Malheureusement (ou heureusement ?), l'homme se situe entre les deux "fleuves" mentionnés plus haut - d'où sa recherche perpétuelle de quelque chose d'impossible à atteindre...
Comme dans l'histoire de ce noble aventurier de "L'immortel", qui part à la recherche de la cité perdue - pour, finalement, apercevoir une infime partie de la vérité... l'immortalité est un fardeau; il ne sert à rien de construire des cités qu'on abandonne par lassitude. La perspective fatigante de l'éternité devant, on abandonne toute action, on s'endort...
Etrange hasard - je lisais Lovecraft en même temps, et j'ai trouvé frappante la similitude entre son histoire "La cité sans nom" et "L'immortel". La "cité" est toujours là, abandonnée depuis... le temps est tellement relatif ! - ainsi que ses créateurs qui peuvent resurgir dans une heure... dans dix mille ans ? - pour eux, ça n'a aucune importance ! Même le mot "jamais" n'a peut-être plus le même sens...

Les notes en marge des histoires de Borges sont, comme toujours, un joyeux mélange de vrai et de faux, et en font une partie intégrante. (Encore une chose en commun avec Lovecraft, mais il suffit !)
On passe un moment avec le savant Averroës, qui peine avec la traduction d'Aristote et les mots "tragoedia" et "comoedia" - car le concept même de théâtre lui est inconnu. Il discute, à son insu, le théâtre avec ses amis - mais la réponse lui vient d'ailleurs - car le "theatrum mundi", même sans connaître l'expression, est un concept universel.

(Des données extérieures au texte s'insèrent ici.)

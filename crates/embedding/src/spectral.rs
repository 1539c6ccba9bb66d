//! Log-mel statistics embedder.
//!
//! The always-available fallback backend: per-band mean and standard
//! deviation of a log-mel spectrogram, concatenated and unit-normalized.
//! Two windows of the same voice land close in cosine space because the
//! statistics capture the spectral envelope rather than the phonetic
//! content; it is far weaker than a trained speaker model but has no
//! model dependency at all.

use std::sync::Arc;

use rustfft::num_complex::Complex;
use rustfft::{Fft, FftPlanner};

use crate::{l2_normalize, EmbeddingProvider};

const N_FFT: usize = 400;
const HOP: usize = 160;
const N_FREQ: usize = N_FFT / 2 + 1;
const N_MELS: usize = 64;

/// Output dimensionality: mean + std per mel band.
pub const EMBEDDING_DIM: usize = N_MELS * 2;

/// Windows quieter than this RMS produce no embedding.
const NEAR_SILENT_RMS: f32 = 0.0012;

pub struct SpectralEmbedder {
    fft: Arc<dyn Fft<f64>>,
    hann: Vec<f64>,
    /// `[freq_bin][mel]` triangular filter weights.
    filters: Vec<Vec<f64>>,
}

impl Default for SpectralEmbedder {
    fn default() -> Self {
        Self::new()
    }
}

impl SpectralEmbedder {
    pub fn new() -> Self {
        let mut planner = FftPlanner::<f64>::new();
        Self {
            fft: planner.plan_fft_forward(N_FFT),
            hann: hann_window(N_FFT),
            filters: mel_filter_bank(N_FREQ, N_MELS, 16_000, 0.0, 8_000.0),
        }
    }

    fn log_mel_frames(&self, window: &[f32]) -> Vec<[f64; N_MELS]> {
        let n_frames = 1 + (window.len() - N_FFT) / HOP;
        let mut frames = Vec::with_capacity(n_frames);
        let mut buf: Vec<Complex<f64>> = vec![Complex { re: 0.0, im: 0.0 }; N_FFT];

        for frame_idx in 0..n_frames {
            let start = frame_idx * HOP;
            let frame = &window[start..start + N_FFT];
            for (out, (&sample, win)) in buf.iter_mut().zip(frame.iter().zip(self.hann.iter())) {
                out.re = sample as f64 * win;
                out.im = 0.0;
            }
            self.fft.process(&mut buf);

            let mut power = [0.0f64; N_FREQ];
            for (p, c) in power.iter_mut().zip(buf.iter().take(N_FREQ)) {
                *p = c.re * c.re + c.im * c.im;
            }

            let mut mels = [0.0f64; N_MELS];
            for (m, mel) in mels.iter_mut().enumerate() {
                let mut v = 0.0f64;
                for k in 0..N_FREQ {
                    v += self.filters[k][m] * power[k];
                }
                *mel = v.max(1e-10).ln();
            }
            frames.push(mels);
        }
        frames
    }
}

impl EmbeddingProvider for SpectralEmbedder {
    fn embed(&self, window: &[f32], sample_rate: u32) -> Option<Vec<f32>> {
        if sample_rate != 16_000 {
            tracing::debug!(sample_rate, "unsupported sample rate; no embedding");
            return None;
        }
        if window.len() < N_FFT {
            return None;
        }
        let rms = {
            let sum: f64 = window.iter().map(|&s| s as f64 * s as f64).sum();
            (sum / window.len() as f64).sqrt() as f32
        };
        if rms < NEAR_SILENT_RMS {
            return None;
        }

        let frames = self.log_mel_frames(window);
        let n = frames.len() as f64;

        let mut mean = [0.0f64; N_MELS];
        for frame in &frames {
            for (acc, &v) in mean.iter_mut().zip(frame.iter()) {
                *acc += v;
            }
        }
        for acc in mean.iter_mut() {
            *acc /= n;
        }

        let mut std = [0.0f64; N_MELS];
        for frame in &frames {
            for ((acc, &v), &m) in std.iter_mut().zip(frame.iter()).zip(mean.iter()) {
                let d = v - m;
                *acc += d * d;
            }
        }

        let mut out = Vec::with_capacity(EMBEDDING_DIM);
        out.extend(mean.iter().map(|&m| m as f32));
        out.extend(std.iter().map(|&s| ((s / n).sqrt()) as f32));
        l2_normalize(&mut out);
        Some(out)
    }

    fn name(&self) -> &'static str {
        "spectral"
    }
}

fn hann_window(n: usize) -> Vec<f64> {
    let n_f = n as f64;
    (0..n)
        .map(|i| 0.5 - 0.5 * ((2.0 * std::f64::consts::PI * i as f64) / n_f).cos())
        .collect()
}

fn hertz_to_mel(freq: f64) -> f64 {
    let min_log_hertz = 1000.0;
    let min_log_mel = 15.0;
    let logstep = 27.0 / 6.4_f64.ln();
    if freq >= min_log_hertz {
        min_log_mel + (freq / min_log_hertz).ln() * logstep
    } else {
        3.0 * freq / 200.0
    }
}

fn mel_to_hertz(mels: f64) -> f64 {
    let min_log_hertz = 1000.0;
    let min_log_mel = 15.0;
    let logstep = 6.4_f64.ln() / 27.0;
    if mels >= min_log_mel {
        min_log_hertz * (logstep * (mels - min_log_mel)).exp()
    } else {
        200.0 * mels / 3.0
    }
}

/// Slaney-style triangular mel filterbank, `[freq_bin][mel]`.
fn mel_filter_bank(
    num_frequency_bins: usize,
    num_mel_filters: usize,
    sampling_rate: usize,
    min_frequency: f64,
    max_frequency: f64,
) -> Vec<Vec<f64>> {
    let mel_min = hertz_to_mel(min_frequency);
    let mel_max = hertz_to_mel(max_frequency);

    let filter_freqs: Vec<f64> = (0..num_mel_filters + 2)
        .map(|i| {
            let t = i as f64 / (num_mel_filters + 1) as f64;
            mel_to_hertz(mel_min + t * (mel_max - mel_min))
        })
        .collect();

    let nyquist = sampling_rate as f64 / 2.0;
    let fft_freqs: Vec<f64> = (0..num_frequency_bins)
        .map(|i| i as f64 / (num_frequency_bins - 1) as f64 * nyquist)
        .collect();

    let mut filters = vec![vec![0.0f64; num_mel_filters]; num_frequency_bins];
    for (f, &ff) in fft_freqs.iter().enumerate() {
        for m in 0..num_mel_filters {
            let f_left = filter_freqs[m];
            let f_center = filter_freqs[m + 1];
            let f_right = filter_freqs[m + 2];
            let down = (ff - f_left) / (f_center - f_left);
            let up = (f_right - ff) / (f_right - f_center);
            filters[f][m] = down.min(up).max(0.0);
        }
    }

    // Slaney area normalization.
    for m in 0..num_mel_filters {
        let enorm = 2.0 / (filter_freqs[m + 2] - filter_freqs[m]);
        for row in filters.iter_mut() {
            row[m] *= enorm;
        }
    }
    filters
}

On suit une dispute érudite pour condamner au bûcher un homme qui est une "idée", une "somme", ou le "reflet" des autres hérétiques - " Si l'on réunissait ici tous les bûchers que j'ai été, ils ne tiendraient pas sur terre et les anges en seraient aveuglés." - une dispute dont le gagnant se rend compte qu'il utilise les phrases de son adversaire pour le contredire !
On trouve un "Zahir" - mais attention, c'est dangereux ! Ca vous fait réfléchir sur l'argent d'une façon dont vous ne le faites pas habituellement.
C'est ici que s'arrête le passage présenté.